▶ **Your task**
Of the entries below, return exactly those lines that fall between the one containing "the grace period." and the one containing "pub(crate) struct Timer", the two end lines included.

▶ **Provided data**
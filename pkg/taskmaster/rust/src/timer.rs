// Unless explicitly stated otherwise all files in this repository are licensed
// under the Apache License Version 2.0.
// This product includes software developed at Datadog (https://www.datadoghq.com/).
// Copyright 2026-present Datadog, Inc.

use std::fmt;
use std::sync::Arc;
use std::time::Duration;

use log::{error, info, warn};
use nix::sys::signal::Signal;
use tokio::sync::{mpsc, oneshot};
use tokio::time::{Instant, sleep};

use crate::process;
use crate::program::ProgramShared;
use crate::state::ProcessState;
use crate::supervisor::InstanceShared;

const LOG_TARGET: &str = "timer";

/// Polling period for start confirmation and stop escalation.
pub const POLL_INTERVAL: Duration = Duration::from_millis(4);

/// How long SIGKILL is retried before a stop is declared failed.
pub const KILL_CEILING: Duration = Duration::from_secs(5);

/// How a stop escalation ended. Exactly one is logged per escalation.
#[derive(Debug, Clone, Copy, PartialEq, Eq)]
pub enum StopOutcome {
    /// The child exited within the grace period.
    Stopped,
    /// The child had to be killed.
    Killed,
    /// The child outlived the kill ceiling; it is no longer tracked.
    Failed,
}

impl fmt::Display for StopOutcome {
    fn fmt(&self, f: &mut fmt::Formatter<'_>) -> fmt::Result {
        match self {
            StopOutcome::Stopped => write!(f, "stopped as expected"),
            StopOutcome::Killed => write!(f, "processus had been killed"),
            StopOutcome::Failed => write!(f, "didn't succeed to kill"),
        }
    }
}

pub(crate) enum TimerCommand {
    /// Promote the child to Started once it survived the start time.
    ConfirmStart { pid: u32, started_at: Instant },
    /// Deliver the stop signal and escalate to SIGKILL if needed.
    Escalate,
    /// Reply once every escalation queued before this command is over.
    AwaitEscalation(oneshot::Sender<Option<StopOutcome>>),
    Shutdown,
}

pub(crate) struct Timer {
    shared: Arc<InstanceShared>,
    program: Arc<ProgramShared>,
    commands: mpsc::UnboundedReceiver<TimerCommand>,
    last_outcome: Option<StopOutcome>,
}

impl Timer {
    pub(crate) fn new(
        shared: Arc<InstanceShared>,
        program: Arc<ProgramShared>,
        commands: mpsc::UnboundedReceiver<TimerCommand>,
    ) -> Self {
        Self {
            shared,
            program,
            commands,
            last_outcome: None,
        }
    }

    pub(crate) async fn run(mut self) {
        while let Some(command) = self.commands.recv().await {
            match command {
                TimerCommand::ConfirmStart { pid, started_at } => {
                    self.confirm_start(pid, started_at).await;
                }
                TimerCommand::Escalate => {
                    self.last_outcome = Some(self.escalate().await);
                }
                TimerCommand::AwaitEscalation(reply) => {
                    let _ = reply.send(self.last_outcome.take());
                }
                TimerCommand::Shutdown => break,
            }
        }
    }

    async fn confirm_start(&self, pid: u32, started_at: Instant) {
        let label = &self.shared.label;
        let start_time = self.program.spec().start_time;
        loop {
            let promoted = {
                let mut st = self.shared.lock();
                if !st.pending.is_none() {
                    // A stop request owns the instance now.
                    return;
                }
                if st.pid != pid || st.state != ProcessState::Starting {
                    Some(false)
                } else if started_at.elapsed() >= start_time {
                    st.set_state(ProcessState::Started);
                    Some(true)
                } else {
                    None
                }
            };
            match promoted {
                Some(true) => {
                    info!(target: LOG_TARGET, "[{label}] started correctly (pid={pid})");
                    return;
                }
                Some(false) => {
                    warn!(target: LOG_TARGET, "[{label}] didn't start correctly (pid={pid})");
                    return;
                }
                None => sleep(POLL_INTERVAL).await,
            }
        }
    }

    /// The child counts as alive until the launcher has reaped it.
    fn is_alive(&self, pid: u32) -> bool {
        pid != 0 && self.shared.lock().pid == pid
    }

    pub(crate) async fn escalate(&self) -> StopOutcome {
        let label = &self.shared.label;
        let spec = self.program.spec();
        let pid = self.shared.lock().pid;
        let stop_requested = self.program.stop_timestamp().unwrap_or_else(Instant::now);

        if pid != 0 {
            info!(
                target: LOG_TARGET,
                "[{label}] sending {} (pid={pid})",
                spec.stop_signal.as_str()
            );
            if let Err(e) = process::send_signal(pid, spec.stop_signal) {
                warn!(
                    target: LOG_TARGET,
                    "[{label}] failed to send {}: {e}",
                    spec.stop_signal.as_str()
                );
            }
        }

        while self.is_alive(pid) && stop_requested.elapsed() < spec.stop_time {
            sleep(POLL_INTERVAL).await;
        }

        let outcome = if !self.is_alive(pid) {
            StopOutcome::Stopped
        } else {
            warn!(
                target: LOG_TARGET,
                "[{label}] still alive after {}ms, sending SIGKILL",
                spec.stop_time.as_millis()
            );
            let kill_started = Instant::now();
            loop {
                let _ = process::send_signal(pid, Signal::SIGKILL);
                sleep(POLL_INTERVAL).await;
                if !self.is_alive(pid) {
                    break StopOutcome::Killed;
                }
                if kill_started.elapsed() >= KILL_CEILING {
                    break StopOutcome::Failed;
                }
            }
        };

        match outcome {
            StopOutcome::Failed => error!(target: LOG_TARGET, "[{label}] {outcome} (pid={pid})"),
            _ => info!(target: LOG_TARGET, "[{label}] {outcome}"),
        }

        {
            let mut st = self.shared.lock();
            if outcome == StopOutcome::Failed {
                st.abandoned = Some(pid);
            }
            st.last_stop = Some(outcome);
            st.set_state(ProcessState::Stopped);
        }
        if outcome == StopOutcome::Failed {
            self.shared.abandon.notify_one();
        }
        outcome
    }
}

#[cfg(test)]
#[allow(clippy::unwrap_used, clippy::expect_used)]
mod tests {
    use super::*;
    use crate::process::tests::sh;
    use crate::state::PendingEvent;
    use std::path::PathBuf;
    use std::sync::OnceLock;

    fn timer(script: &str, stop_time: Duration) -> Timer {
        labelled_timer("t:0", script, stop_time).0
    }

    fn labelled_timer(
        label: &str,
        script: &str,
        stop_time: Duration,
    ) -> (Timer, mpsc::UnboundedSender<TimerCommand>) {
        let mut spec = sh("t", script);
        spec.stop_time = stop_time;
        let program = Arc::new(ProgramShared::new(spec));
        let shared = Arc::new(InstanceShared::new(label.to_string()));
        let (tx, rx) = mpsc::unbounded_channel();
        (Timer::new(shared, program, rx), tx)
    }

    /// Log file shared by every test of this binary.
    fn test_log() -> &'static PathBuf {
        static LOG: OnceLock<PathBuf> = OnceLock::new();
        LOG.get_or_init(|| {
            let path = std::env::temp_dir()
                .join(format!("taskmaster-unit-{}.log", std::process::id()));
            taskmaster_log::init(&path, log::LevelFilter::Debug).unwrap();
            path
        })
    }

    fn count_log_lines(needle: &str) -> usize {
        std::fs::read_to_string(test_log())
            .unwrap_or_default()
            .lines()
            .filter(|line| line.contains(needle))
            .count()
    }

    fn sleeping_child() -> std::process::Child {
        std::process::Command::new("/bin/sleep").arg("30").spawn().unwrap()
    }

    #[test]
    fn test_outcome_messages() {
        assert_eq!(StopOutcome::Stopped.to_string(), "stopped as expected");
        assert_eq!(StopOutcome::Killed.to_string(), "processus had been killed");
        assert_eq!(StopOutcome::Failed.to_string(), "didn't succeed to kill");
    }

    #[tokio::test]
    async fn test_confirm_start_detects_early_exit() {
        let timer = timer("true", Duration::ZERO);
        {
            let mut st = timer.shared.lock();
            st.set_state(ProcessState::Starting);
            st.pid = 0;
        }
        timer.confirm_start(4242, Instant::now()).await;
        assert_eq!(timer.shared.lock().state, ProcessState::Starting);
    }

    #[tokio::test]
    async fn test_confirm_start_yields_to_stop_request() {
        let timer = timer("true", Duration::ZERO);
        {
            let mut st = timer.shared.lock();
            st.set_state(ProcessState::Starting);
            st.pid = 4242;
            st.pending = PendingEvent::StopRequested;
        }
        tokio::time::timeout(Duration::from_secs(1), timer.confirm_start(4242, Instant::now()))
            .await
            .unwrap();
        assert_eq!(timer.shared.lock().state, ProcessState::Starting);
    }

    /// The launcher never reaps this child, so it stays "alive" for the timer
    /// even after SIGKILL and the escalation must give up at the ceiling.
    #[tokio::test]
    async fn test_escalation_failure_after_kill_ceiling() {
        let mut child = sleeping_child();
        let pid = child.id();

        let timer = timer("true", Duration::from_millis(100));
        {
            let mut st = timer.shared.lock();
            st.set_state(ProcessState::Starting);
            st.pid = pid;
            st.set_state(ProcessState::Stopping);
            st.pending = PendingEvent::StopRequested;
        }
        timer.program.mark_stop_requested();

        let began = Instant::now();
        let outcome = timer.escalate().await;
        assert_eq!(outcome, StopOutcome::Failed);
        assert!(began.elapsed() >= KILL_CEILING);

        let st = timer.shared.lock();
        assert_eq!(st.state, ProcessState::Stopped);
        assert_eq!(st.abandoned, Some(pid));
        assert_eq!(st.last_stop, Some(StopOutcome::Failed));
        drop(st);

        child.wait().unwrap();
    }

    #[tokio::test]
    async fn test_escalation_failure_is_logged_once() {
        test_log();
        let mut child = sleeping_child();
        let pid = child.id();

        let (timer, commands) = labelled_timer("t-fail:0", "true", Duration::from_millis(50));
        let shared = Arc::clone(&timer.shared);
        {
            let mut st = shared.lock();
            st.set_state(ProcessState::Starting);
            st.pid = pid;
            st.set_state(ProcessState::Stopping);
            st.pending = PendingEvent::StopRequested;
        }
        timer.program.mark_stop_requested();
        let task = tokio::spawn(timer.run());

        commands.send(TimerCommand::Escalate).unwrap();
        let (reply, outcome) = oneshot::channel();
        commands.send(TimerCommand::AwaitEscalation(reply)).unwrap();
        assert_eq!(outcome.await.unwrap(), Some(StopOutcome::Failed));

        // The outcome is handed out once.
        let (reply, outcome) = oneshot::channel();
        commands.send(TimerCommand::AwaitEscalation(reply)).unwrap();
        assert_eq!(outcome.await.unwrap(), None);

        commands.send(TimerCommand::Shutdown).unwrap();
        task.await.unwrap();

        assert_eq!(count_log_lines("[t-fail:0] didn't succeed to kill"), 1);
        assert_eq!(count_log_lines("[t-fail:0] processus had been killed"), 0);
        assert_eq!(count_log_lines("[t-fail:0] stopped as expected"), 0);
        assert_eq!(shared.lock().state, ProcessState::Stopped);

        child.wait().unwrap();
    }

    #[tokio::test]
    async fn test_escalation_without_child_is_immediate() {
        let timer = timer("true", Duration::from_secs(10));
        timer.shared.lock().set_state(ProcessState::Starting);
        timer.shared.lock().set_state(ProcessState::Stopping);

        let outcome = tokio::time::timeout(Duration::from_secs(1), timer.escalate())
            .await
            .unwrap();
        assert_eq!(outcome, StopOutcome::Stopped);
        assert_eq!(timer.shared.lock().state, ProcessState::Stopped);
    }
}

▶ **Solved problem**
    /// The child exited within the grace period.
    Stopped,
    /// The child had to be killed.
    Killed,
    /// The child outlived the kill ceiling; it is no longer tracked.
    Failed,
}

impl fmt::Display for StopOutcome {
    fn fmt(&self, f: &mut fmt::Formatter<'_>) -> fmt::Result {
        match self {
            StopOutcome::Stopped => write!(f, "stopped as expected"),
            StopOutcome::Killed => write!(f, "processus had been killed"),
            StopOutcome::Failed => write!(f, "didn't succeed to kill"),
        }
    }
}

pub(crate) enum TimerCommand {
    /// Promote the child to Started once it survived the start time.
    ConfirmStart { pid: u32, started_at: Instant },
    /// Deliver the stop signal and escalate to SIGKILL if needed.
    Escalate,
    /// Reply once every escalation queued before this command is over.
    AwaitEscalation(oneshot::Sender<Option<StopOutcome>>),
    Shutdown,
}

pub(crate) struct Timer {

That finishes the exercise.